3.2. Incomplete revascularization and survival
According to the different reasons for incomplete revascularization, the proportion of death within the groups is shown in Fig. 2 . Aortic cross clamping time was not significantly shorter in patients with incomplete versus complete revascularization (59±27 min; median: 55 min versus 63±26 min; median: 58 min; P=0.1). By univariate contingency table analysis, mortality was higher after incomplete revascularization until the 180th day after CABG (n=32; 24%) compared to complete revascularization (n=105; 15%, P=0.005) (Table 1).
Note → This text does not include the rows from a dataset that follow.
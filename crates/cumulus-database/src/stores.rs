//! Collection store traits.
//!
//! The document database is an external collaborator: each collection is
//! reached through one of these traits, and the backend (PostgreSQL or
//! in-memory) is chosen once at construction. Entity-specific query methods
//! live on the traits; nothing above this layer issues queries directly.

use std::sync::Arc;

use async_trait::async_trait;
use chrono::{DateTime, Utc};
use sqlx::PgPool;
use uuid::Uuid;

use cumulus_core::result::AppResult;
use cumulus_core::types::{ListRange, Page};
use cumulus_entity::activity::{ActivityRecord, CreateActivity};
use cumulus_entity::file::{CreateFile, File};
use cumulus_entity::folder::{CreateFolder, Folder};
use cumulus_entity::share::{CreateShare, Share};

/// Store for the `folders` collection.
#[async_trait]
pub trait FolderStore: Send + Sync + std::fmt::Debug + 'static {
    /// Find a folder by ID.
    async fn find_by_id(&self, id: Uuid) -> AppResult<Option<Folder>>;

    /// List an owner's immediate children of `parent_id` (roots when
    /// `None`), newest-first.
    async fn list(
        &self,
        owner_id: Uuid,
        parent_id: Option<Uuid>,
        range: &ListRange,
    ) -> AppResult<Page<Folder>>;

    /// Create a new folder.
    async fn create(&self, data: &CreateFolder) -> AppResult<Folder>;

    /// Rename a folder. The materialized path is left untouched.
    async fn rename(&self, id: Uuid, new_name: &str) -> AppResult<Folder>;

    /// Set the denormalized share fields.
    async fn set_share_state(
        &self,
        id: Uuid,
        is_shared: bool,
        share_token: Option<&str>,
        share_expiry: Option<DateTime<Utc>>,
    ) -> AppResult<()>;

    /// Delete a folder record. Returns `true` if a record was removed.
    /// Children are not touched.
    async fn delete(&self, id: Uuid) -> AppResult<bool>;

    /// Case-insensitive name-contains search over an owner's folders,
    /// newest-first.
    async fn search(&self, owner_id: Uuid, query: &str, limit: i64) -> AppResult<Vec<Folder>>;
}

/// Store for the `files` collection.
#[async_trait]
pub trait FileStore: Send + Sync + std::fmt::Debug + 'static {
    /// Find a file by ID.
    async fn find_by_id(&self, id: Uuid) -> AppResult<Option<File>>;

    /// List an owner's files in `folder_id` (root-level when `None`),
    /// newest-first.
    async fn list(
        &self,
        owner_id: Uuid,
        folder_id: Option<Uuid>,
        range: &ListRange,
    ) -> AppResult<Page<File>>;

    /// Create a new file record.
    async fn create(&self, data: &CreateFile) -> AppResult<File>;

    /// Rename a file. The materialized path is left untouched.
    async fn rename(&self, id: Uuid, new_name: &str) -> AppResult<File>;

    /// Move a file to a different folder, replacing its materialized path.
    async fn move_to(
        &self,
        id: Uuid,
        folder_id: Option<Uuid>,
        path: &str,
    ) -> AppResult<File>;

    /// Set the denormalized share fields.
    async fn set_share_state(
        &self,
        id: Uuid,
        is_shared: bool,
        share_token: Option<&str>,
        share_expiry: Option<DateTime<Utc>>,
    ) -> AppResult<()>;

    /// Delete a file record. Returns `true` if a record was removed.
    async fn delete(&self, id: Uuid) -> AppResult<bool>;

    /// Case-insensitive name-contains search over an owner's files,
    /// newest-first.
    async fn search(&self, owner_id: Uuid, query: &str, limit: i64) -> AppResult<Vec<File>>;
}

/// Store for the `shares` collection.
#[async_trait]
pub trait ShareStore: Send + Sync + std::fmt::Debug + 'static {
    /// Find a share by ID.
    async fn find_by_id(&self, id: Uuid) -> AppResult<Option<Share>>;

    /// Find a share by its bearer token.
    async fn find_by_token(&self, token: &str) -> AppResult<Option<Share>>;

    /// List shares created by an owner, newest-first.
    async fn list_by_owner(&self, owner_id: Uuid, range: &ListRange) -> AppResult<Page<Share>>;

    /// Create a new share.
    async fn create(&self, data: &CreateShare) -> AppResult<Share>;

    /// Replace an existing share row.
    async fn update(&self, share: &Share) -> AppResult<Share>;

    /// Delete a share record. Returns `true` if a record was removed.
    async fn delete(&self, id: Uuid) -> AppResult<bool>;
}

/// Store for the `activities` collection.
#[async_trait]
pub trait ActivityStore: Send + Sync + std::fmt::Debug + 'static {
    /// Append a new activity record.
    async fn append(&self, data: &CreateActivity) -> AppResult<ActivityRecord>;

    /// List a user's activity, newest-first.
    async fn list_by_user(
        &self,
        user_id: Uuid,
        range: &ListRange,
    ) -> AppResult<Page<ActivityRecord>>;

    /// Delete up to `limit` records older than `cutoff`. Returns the number
    /// deleted; repeated calls with no new old records delete nothing.
    async fn delete_older_than(&self, cutoff: DateTime<Utc>, limit: i64) -> AppResult<u64>;
}

/// The full set of collection stores, selected per backend.
#[derive(Debug, Clone)]
pub struct Stores {
    /// Folder collection.
    pub folders: Arc<dyn FolderStore>,
    /// File collection.
    pub files: Arc<dyn FileStore>,
    /// Share collection.
    pub shares: Arc<dyn ShareStore>,
    /// Activity collection.
    pub activities: Arc<dyn ActivityStore>,
}

impl Stores {
    /// Stores backed by a PostgreSQL pool.
    pub fn postgres(pool: PgPool) -> Self {
        Self {
            folders: Arc::new(crate::postgres::PgFolderStore::new(pool.clone())),
            files: Arc::new(crate::postgres::PgFileStore::new(pool.clone())),
            shares: Arc::new(crate::postgres::PgShareStore::new(pool.clone())),
            activities: Arc::new(crate::postgres::PgActivityStore::new(pool)),
        }
    }

    /// Stores backed by process-local memory. Used by tests and the
    /// `database.provider = "memory"` development mode; contents do not
    /// survive a restart.
    pub fn memory() -> Self {
        Self {
            folders: Arc::new(crate::memory::MemoryFolderStore::default()),
            files: Arc::new(crate::memory::MemoryFileStore::default()),
            shares: Arc::new(crate::memory::MemoryShareStore::default()),
            activities: Arc::new(crate::memory::MemoryActivityStore::default()),
        }
    }
}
By logistic regression, incomplete revascularization was found to be an independent risk factor for death after CABG (Odds ratio, 1.8; P=0.015); renal disease, as well as exercise-related dyspnea and urgency were identified as further independent risk factors (Table 2) out of the evaluated variables (Appendix A). In Fig. 3 , the stratified Kaplan–Meier survival curve indicates, that incomplete revascularization predominantly affects the early period after operation until about the 30th postoperative day (P=0.001). Using the time-adjusted, parametric hazard function, a two-phase model identified incomplete revascularization as one of four independent risk factor of the early phase (incomplete revascularization, diabetes, chronic pulmonary edema, emergent operation). Variables influencing the second, later phase were renal disease, acute heart failure history and preoperative use of aspirin (Appendix B). Fig. 4 illustrates the well-fitting time-adjusted, parametric model, stratified for incomplete revascularization.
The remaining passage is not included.